In the entries below, find each line with the string "PullRequestPayload" and copy it.

+-------+

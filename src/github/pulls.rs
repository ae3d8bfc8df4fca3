use std::collections::HashMap;

use super::client::GitHubClient;
use super::error::FetchError;
use super::link::parse_link_header;
use super::types::{PullRequest, PullRequestPayload, RepoId};

/// One decoded page of the pull request listing
#[derive(Debug, Clone)]
pub struct PullsPage {
    pub items: Vec<PullRequest>,
    /// Number of elements GitHub sent, including ones skipped as malformed.
    /// The fetch driver compares this against `per_page`.
    pub raw_len: usize,
    pub links: HashMap<String, String>,
}

impl GitHubClient {
    /// URL of one page of `GET /repos/{owner}/{repo}/pulls?state=all`
    pub fn pulls_url(&self, repo: &RepoId, per_page: u32, page: u32) -> String {
        format!(
            "{}/repos/{}/{}/pulls?state=all&per_page={}&page={}",
            self.base_url,
            repo.owner(),
            repo.name(),
            per_page,
            page
        )
    }

    /// Request and decode a single listing page
    pub async fn get_pulls_page(&self, url: &str) -> Result<PullsPage, FetchError> {
        log::debug!("GET {}", url);

        let response = self
            .http
            .get(url)
            .send()
            .await
            .map_err(|e| FetchError::Network(e.to_string()))?;

        let status = response.status();
        if status == http::StatusCode::FORBIDDEN {
            let message = response
                .json::<serde_json::Value>()
                .await
                .ok()
                .and_then(|body| body.get("message")?.as_str().map(str::to_string));
            return Err(FetchError::RateLimited { message });
        }
        if !status.is_success() {
            return Err(FetchError::Api {
                status: status.as_u16(),
                reason: status.canonical_reason().unwrap_or("Unknown").to_string(),
            });
        }

        let links = parse_link_header(
            response
                .headers()
                .get(http::header::LINK)
                .and_then(|value| value.to_str().ok()),
        );

        let body = response
            .bytes()
            .await
            .map_err(|e| FetchError::Network(e.to_string()))?;
        let elements: Vec<serde_json::Value> =
            serde_json::from_slice(&body).map_err(|e| FetchError::Decode(e.to_string()))?;

        let raw_len = elements.len();
        let items = elements
            .into_iter()
            .filter_map(|element| {
                let decoded = serde_json::from_value::<PullRequestPayload>(element)
                    .map_err(|e| e.to_string())
                    .and_then(PullRequest::try_from);
                match decoded {
                    Ok(pr) => Some(pr),
                    Err(reason) => {
                        log::warn!("Skipping malformed pull request: {}", reason);
                        None
                    }
                }
            })
            .collect();

        Ok(PullsPage {
            items,
            raw_len,
            links,
        })
    }
}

+-------+

- RESULT FOR THIS TASK
use super::types::{PullRequest, PullRequestPayload, RepoId};
                let decoded = serde_json::from_value::<PullRequestPayload>(element)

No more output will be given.